Aim of the task:
Look through the records below for the line with "a query embedding" and the line with "fn check_dimension(&self, vector: &[f32])", then return those lines and all lines between, exactly.

Data:
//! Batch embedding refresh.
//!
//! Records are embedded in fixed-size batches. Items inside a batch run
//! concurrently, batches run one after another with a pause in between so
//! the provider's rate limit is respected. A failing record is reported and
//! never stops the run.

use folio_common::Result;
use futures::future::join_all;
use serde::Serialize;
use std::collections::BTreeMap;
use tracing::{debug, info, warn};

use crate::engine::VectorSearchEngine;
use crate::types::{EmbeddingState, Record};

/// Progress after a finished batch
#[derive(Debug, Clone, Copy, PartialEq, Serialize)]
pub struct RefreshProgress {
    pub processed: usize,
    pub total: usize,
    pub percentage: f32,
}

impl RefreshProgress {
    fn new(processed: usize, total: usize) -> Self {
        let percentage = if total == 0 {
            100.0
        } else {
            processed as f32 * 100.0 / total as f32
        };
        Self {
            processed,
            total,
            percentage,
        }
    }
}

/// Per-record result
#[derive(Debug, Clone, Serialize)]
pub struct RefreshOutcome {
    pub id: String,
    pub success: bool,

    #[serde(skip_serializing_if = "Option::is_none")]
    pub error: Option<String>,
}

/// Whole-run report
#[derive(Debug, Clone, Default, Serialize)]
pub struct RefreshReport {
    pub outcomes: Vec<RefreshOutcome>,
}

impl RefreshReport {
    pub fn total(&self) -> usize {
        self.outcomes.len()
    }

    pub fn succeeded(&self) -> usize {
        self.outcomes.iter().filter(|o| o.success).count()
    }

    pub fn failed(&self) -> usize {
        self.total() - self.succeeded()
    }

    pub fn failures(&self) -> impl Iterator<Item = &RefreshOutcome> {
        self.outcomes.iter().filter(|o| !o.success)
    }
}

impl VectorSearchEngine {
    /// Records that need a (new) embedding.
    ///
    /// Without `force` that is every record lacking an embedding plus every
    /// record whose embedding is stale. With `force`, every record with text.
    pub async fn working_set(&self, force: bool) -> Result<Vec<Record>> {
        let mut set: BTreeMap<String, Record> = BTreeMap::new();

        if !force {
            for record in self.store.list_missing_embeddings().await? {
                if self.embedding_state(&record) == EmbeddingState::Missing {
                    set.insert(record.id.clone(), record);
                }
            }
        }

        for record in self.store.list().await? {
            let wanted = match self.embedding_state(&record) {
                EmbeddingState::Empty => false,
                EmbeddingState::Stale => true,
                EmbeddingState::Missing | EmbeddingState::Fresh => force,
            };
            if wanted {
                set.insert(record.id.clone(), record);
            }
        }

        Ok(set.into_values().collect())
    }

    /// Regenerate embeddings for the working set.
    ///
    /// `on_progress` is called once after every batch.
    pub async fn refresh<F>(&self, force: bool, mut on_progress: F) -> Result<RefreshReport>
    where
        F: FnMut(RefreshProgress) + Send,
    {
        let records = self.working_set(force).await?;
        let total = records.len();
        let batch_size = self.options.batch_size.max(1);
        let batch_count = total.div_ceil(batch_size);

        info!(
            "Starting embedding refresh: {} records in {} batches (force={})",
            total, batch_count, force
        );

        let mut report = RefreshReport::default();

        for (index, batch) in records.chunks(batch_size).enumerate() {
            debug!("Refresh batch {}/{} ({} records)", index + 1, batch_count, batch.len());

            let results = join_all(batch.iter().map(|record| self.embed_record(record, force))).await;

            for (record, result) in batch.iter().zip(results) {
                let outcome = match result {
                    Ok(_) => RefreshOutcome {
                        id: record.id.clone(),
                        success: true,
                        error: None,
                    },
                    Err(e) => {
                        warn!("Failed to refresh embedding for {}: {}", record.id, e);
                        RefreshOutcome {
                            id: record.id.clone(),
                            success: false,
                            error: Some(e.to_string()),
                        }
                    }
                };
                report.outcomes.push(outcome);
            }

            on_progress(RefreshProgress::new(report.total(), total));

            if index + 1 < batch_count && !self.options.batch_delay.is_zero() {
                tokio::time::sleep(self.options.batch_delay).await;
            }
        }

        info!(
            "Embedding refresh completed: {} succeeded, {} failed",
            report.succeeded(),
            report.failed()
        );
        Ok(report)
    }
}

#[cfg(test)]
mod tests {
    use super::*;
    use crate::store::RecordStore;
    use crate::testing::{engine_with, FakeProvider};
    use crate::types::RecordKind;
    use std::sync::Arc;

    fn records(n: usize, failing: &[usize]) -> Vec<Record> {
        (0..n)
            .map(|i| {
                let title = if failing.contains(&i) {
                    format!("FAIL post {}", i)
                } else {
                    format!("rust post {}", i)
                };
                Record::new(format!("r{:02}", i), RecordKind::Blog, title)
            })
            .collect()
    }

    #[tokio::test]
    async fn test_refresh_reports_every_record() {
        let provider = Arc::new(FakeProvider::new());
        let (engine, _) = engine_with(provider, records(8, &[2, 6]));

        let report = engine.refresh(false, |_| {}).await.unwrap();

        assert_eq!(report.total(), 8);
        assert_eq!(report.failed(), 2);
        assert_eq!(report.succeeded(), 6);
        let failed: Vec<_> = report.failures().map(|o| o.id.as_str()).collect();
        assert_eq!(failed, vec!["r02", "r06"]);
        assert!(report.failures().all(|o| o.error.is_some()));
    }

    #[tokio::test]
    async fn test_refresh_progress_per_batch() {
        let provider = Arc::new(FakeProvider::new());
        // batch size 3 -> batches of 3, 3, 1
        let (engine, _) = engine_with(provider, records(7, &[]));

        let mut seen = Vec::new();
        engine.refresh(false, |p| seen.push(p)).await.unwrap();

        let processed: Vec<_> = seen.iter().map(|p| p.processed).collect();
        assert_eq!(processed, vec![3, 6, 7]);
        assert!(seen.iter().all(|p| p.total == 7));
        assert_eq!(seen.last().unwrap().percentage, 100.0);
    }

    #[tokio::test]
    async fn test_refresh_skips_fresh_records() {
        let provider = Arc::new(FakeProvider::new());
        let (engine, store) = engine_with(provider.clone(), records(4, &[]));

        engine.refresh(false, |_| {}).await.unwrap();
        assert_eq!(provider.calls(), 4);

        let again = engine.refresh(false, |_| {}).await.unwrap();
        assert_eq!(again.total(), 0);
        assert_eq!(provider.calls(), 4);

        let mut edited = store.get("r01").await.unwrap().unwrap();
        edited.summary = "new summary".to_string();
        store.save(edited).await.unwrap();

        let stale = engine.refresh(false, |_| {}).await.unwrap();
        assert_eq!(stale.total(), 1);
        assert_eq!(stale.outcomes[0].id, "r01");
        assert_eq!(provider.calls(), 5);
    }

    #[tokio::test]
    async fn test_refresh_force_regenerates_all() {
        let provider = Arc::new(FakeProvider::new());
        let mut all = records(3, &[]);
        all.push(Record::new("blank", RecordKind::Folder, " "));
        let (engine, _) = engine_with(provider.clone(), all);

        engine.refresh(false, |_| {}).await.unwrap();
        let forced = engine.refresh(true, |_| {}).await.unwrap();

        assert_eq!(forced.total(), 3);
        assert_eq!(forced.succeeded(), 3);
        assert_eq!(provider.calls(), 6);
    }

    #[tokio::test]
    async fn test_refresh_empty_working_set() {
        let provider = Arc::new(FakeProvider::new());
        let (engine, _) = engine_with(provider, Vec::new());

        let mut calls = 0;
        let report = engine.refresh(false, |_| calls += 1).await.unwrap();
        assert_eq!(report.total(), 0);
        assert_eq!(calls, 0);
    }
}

==

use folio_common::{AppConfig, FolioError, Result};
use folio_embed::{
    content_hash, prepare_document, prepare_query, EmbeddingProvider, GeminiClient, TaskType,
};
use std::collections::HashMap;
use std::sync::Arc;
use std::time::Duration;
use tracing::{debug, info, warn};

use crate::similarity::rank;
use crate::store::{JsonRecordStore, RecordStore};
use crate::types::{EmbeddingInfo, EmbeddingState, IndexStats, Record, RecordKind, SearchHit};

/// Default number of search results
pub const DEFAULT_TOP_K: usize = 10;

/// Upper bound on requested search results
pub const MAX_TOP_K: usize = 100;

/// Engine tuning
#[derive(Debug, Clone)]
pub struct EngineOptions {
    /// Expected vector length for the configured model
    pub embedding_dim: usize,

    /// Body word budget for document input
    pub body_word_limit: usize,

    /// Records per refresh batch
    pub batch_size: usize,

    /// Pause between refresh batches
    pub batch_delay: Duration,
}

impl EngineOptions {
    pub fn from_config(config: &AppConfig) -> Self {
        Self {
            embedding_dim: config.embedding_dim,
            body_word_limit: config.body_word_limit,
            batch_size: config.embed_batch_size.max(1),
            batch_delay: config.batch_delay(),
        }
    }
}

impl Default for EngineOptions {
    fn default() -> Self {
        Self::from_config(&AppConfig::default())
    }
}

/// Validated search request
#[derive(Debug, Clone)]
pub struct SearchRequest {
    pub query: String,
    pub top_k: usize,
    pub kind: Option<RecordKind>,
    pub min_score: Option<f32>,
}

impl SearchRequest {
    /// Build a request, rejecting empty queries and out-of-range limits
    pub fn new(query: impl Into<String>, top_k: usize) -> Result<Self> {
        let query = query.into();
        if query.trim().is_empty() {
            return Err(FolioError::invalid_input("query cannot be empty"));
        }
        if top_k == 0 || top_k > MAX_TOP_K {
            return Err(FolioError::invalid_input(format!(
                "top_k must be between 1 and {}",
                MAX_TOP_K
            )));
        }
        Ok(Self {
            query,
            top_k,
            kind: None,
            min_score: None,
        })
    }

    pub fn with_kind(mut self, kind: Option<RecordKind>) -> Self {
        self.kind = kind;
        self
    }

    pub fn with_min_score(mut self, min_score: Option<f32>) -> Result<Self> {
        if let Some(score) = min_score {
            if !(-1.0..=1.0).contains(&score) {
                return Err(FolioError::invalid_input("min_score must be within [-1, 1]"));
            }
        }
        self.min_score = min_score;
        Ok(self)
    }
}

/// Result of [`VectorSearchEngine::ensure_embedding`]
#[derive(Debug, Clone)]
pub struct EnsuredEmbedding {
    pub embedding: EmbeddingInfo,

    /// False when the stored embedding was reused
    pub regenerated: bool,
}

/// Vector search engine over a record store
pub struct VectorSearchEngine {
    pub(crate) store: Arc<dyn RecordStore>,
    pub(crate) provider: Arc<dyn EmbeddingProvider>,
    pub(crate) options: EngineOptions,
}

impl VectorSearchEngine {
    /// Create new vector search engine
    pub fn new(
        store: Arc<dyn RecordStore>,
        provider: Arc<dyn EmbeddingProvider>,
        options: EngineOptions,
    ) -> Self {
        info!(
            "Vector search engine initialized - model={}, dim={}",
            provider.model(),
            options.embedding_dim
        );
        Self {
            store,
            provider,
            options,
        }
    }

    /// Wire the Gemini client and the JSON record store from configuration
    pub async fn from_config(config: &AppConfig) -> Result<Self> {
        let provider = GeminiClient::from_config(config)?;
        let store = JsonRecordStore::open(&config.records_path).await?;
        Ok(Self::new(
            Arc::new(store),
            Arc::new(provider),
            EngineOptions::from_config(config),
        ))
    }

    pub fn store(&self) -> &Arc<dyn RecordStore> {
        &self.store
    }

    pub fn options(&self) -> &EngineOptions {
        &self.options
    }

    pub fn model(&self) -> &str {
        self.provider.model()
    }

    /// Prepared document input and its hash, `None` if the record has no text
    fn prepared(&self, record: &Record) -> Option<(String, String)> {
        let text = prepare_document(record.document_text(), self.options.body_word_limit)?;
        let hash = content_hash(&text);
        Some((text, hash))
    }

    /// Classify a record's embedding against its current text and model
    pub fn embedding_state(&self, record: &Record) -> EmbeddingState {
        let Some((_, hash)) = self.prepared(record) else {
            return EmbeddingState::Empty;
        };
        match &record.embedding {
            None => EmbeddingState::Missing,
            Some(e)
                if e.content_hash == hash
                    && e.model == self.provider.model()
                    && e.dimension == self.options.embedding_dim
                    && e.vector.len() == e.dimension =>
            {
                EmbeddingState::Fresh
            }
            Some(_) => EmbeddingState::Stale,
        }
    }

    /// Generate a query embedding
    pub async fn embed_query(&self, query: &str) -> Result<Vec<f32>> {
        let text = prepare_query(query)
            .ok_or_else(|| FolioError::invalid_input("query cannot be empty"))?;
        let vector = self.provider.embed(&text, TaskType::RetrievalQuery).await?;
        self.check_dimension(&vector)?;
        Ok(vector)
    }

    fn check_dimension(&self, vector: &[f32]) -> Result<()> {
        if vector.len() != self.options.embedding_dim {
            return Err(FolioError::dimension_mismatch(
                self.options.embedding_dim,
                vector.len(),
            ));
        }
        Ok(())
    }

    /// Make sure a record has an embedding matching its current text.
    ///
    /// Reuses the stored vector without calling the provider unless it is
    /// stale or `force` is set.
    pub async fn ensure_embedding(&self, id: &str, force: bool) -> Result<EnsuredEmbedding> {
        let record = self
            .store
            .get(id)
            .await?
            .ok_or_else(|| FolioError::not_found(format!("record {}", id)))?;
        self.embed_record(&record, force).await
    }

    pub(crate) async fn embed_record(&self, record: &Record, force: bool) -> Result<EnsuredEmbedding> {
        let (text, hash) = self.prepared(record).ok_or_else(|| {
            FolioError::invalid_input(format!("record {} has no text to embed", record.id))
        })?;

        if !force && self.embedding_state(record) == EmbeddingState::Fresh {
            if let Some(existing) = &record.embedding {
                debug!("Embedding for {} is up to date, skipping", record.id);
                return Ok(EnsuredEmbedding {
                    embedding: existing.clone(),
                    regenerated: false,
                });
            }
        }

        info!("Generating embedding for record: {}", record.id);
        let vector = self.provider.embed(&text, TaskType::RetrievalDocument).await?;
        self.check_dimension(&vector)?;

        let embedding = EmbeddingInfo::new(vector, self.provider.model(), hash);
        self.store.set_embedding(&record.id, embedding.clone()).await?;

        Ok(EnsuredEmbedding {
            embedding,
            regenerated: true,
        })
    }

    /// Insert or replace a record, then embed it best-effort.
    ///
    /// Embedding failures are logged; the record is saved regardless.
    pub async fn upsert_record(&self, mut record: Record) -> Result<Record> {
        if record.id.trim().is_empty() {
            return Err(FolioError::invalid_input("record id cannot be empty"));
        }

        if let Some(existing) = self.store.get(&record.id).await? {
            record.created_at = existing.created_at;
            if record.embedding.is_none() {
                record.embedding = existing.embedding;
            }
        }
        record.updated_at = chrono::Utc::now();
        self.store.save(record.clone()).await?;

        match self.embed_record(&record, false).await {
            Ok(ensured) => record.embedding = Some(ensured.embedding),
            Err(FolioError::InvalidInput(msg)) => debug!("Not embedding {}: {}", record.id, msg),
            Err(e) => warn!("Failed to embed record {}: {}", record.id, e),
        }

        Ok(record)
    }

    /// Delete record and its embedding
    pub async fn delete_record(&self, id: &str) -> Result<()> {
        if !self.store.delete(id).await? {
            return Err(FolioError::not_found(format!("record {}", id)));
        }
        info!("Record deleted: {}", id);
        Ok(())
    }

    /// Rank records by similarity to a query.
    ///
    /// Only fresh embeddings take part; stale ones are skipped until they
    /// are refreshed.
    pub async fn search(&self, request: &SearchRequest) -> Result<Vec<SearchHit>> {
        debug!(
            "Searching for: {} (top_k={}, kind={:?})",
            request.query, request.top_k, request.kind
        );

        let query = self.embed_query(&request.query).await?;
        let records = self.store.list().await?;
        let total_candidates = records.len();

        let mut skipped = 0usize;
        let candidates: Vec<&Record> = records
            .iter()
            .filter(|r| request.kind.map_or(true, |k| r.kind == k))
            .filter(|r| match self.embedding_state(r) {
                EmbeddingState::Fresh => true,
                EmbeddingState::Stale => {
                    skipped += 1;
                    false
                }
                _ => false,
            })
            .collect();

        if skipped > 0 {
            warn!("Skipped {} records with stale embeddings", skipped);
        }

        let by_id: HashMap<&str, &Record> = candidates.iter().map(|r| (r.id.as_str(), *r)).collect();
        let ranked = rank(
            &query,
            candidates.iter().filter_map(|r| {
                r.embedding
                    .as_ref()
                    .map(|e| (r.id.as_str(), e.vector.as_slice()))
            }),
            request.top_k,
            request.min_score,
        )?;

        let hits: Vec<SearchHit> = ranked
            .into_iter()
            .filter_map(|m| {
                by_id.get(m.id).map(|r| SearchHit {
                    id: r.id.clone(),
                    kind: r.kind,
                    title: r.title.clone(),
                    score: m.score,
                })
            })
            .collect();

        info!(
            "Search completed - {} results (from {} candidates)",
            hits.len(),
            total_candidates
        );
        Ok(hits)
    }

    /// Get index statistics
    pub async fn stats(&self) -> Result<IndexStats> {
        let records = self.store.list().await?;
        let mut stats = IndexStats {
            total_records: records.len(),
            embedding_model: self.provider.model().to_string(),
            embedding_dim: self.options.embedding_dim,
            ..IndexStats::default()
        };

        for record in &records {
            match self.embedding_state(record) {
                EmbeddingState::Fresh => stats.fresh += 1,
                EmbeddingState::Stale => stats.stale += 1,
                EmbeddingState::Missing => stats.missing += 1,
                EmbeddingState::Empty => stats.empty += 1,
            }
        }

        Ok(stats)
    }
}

---

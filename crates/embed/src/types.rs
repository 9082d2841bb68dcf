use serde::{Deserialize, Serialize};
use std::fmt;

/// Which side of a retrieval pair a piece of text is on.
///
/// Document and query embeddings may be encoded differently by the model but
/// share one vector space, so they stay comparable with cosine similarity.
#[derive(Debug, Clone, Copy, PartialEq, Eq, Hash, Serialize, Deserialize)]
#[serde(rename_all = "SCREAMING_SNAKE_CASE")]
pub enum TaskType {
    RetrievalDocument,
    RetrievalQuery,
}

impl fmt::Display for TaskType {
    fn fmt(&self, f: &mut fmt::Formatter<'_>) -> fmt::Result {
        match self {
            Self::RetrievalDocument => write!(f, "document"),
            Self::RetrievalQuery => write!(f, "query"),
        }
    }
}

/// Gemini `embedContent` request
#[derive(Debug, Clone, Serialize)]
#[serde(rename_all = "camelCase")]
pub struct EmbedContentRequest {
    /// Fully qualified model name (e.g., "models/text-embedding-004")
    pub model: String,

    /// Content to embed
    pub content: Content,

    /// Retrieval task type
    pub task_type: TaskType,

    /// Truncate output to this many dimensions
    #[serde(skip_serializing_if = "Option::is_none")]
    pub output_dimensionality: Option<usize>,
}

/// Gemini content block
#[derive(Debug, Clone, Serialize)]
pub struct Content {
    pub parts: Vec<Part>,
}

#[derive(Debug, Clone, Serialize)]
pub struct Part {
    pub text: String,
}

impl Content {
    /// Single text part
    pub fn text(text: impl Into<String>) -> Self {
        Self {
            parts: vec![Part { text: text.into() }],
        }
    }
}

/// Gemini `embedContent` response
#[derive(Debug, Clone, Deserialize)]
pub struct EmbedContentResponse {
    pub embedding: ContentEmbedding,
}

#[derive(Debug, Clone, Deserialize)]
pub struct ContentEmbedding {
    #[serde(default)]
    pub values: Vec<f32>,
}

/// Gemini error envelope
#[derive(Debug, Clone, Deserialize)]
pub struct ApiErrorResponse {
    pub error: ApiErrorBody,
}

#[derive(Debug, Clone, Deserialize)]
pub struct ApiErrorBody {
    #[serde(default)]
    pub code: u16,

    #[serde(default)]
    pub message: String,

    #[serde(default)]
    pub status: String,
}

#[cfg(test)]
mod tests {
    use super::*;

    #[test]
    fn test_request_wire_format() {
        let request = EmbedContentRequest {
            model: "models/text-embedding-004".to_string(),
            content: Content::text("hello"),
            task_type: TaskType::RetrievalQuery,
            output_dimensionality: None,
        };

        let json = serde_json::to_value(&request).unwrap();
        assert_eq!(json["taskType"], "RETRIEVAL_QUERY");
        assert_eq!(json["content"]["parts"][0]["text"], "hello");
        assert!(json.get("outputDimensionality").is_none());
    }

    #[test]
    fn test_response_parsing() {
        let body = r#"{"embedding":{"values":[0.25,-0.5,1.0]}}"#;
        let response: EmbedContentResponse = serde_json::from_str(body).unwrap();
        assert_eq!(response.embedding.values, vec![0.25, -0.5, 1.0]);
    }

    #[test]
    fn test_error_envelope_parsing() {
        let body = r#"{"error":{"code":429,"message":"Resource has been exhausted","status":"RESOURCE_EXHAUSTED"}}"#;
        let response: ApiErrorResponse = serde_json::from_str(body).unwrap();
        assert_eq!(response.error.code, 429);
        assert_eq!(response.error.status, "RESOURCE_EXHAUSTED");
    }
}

Answer to this problem:
    /// Generate a query embedding
    pub async fn embed_query(&self, query: &str) -> Result<Vec<f32>> {
        let text = prepare_query(query)
            .ok_or_else(|| FolioError::invalid_input("query cannot be empty"))?;
        let vector = self.provider.embed(&text, TaskType::RetrievalQuery).await?;
        self.check_dimension(&vector)?;
        Ok(vector)
    }

    fn check_dimension(&self, vector: &[f32]) -> Result<()> {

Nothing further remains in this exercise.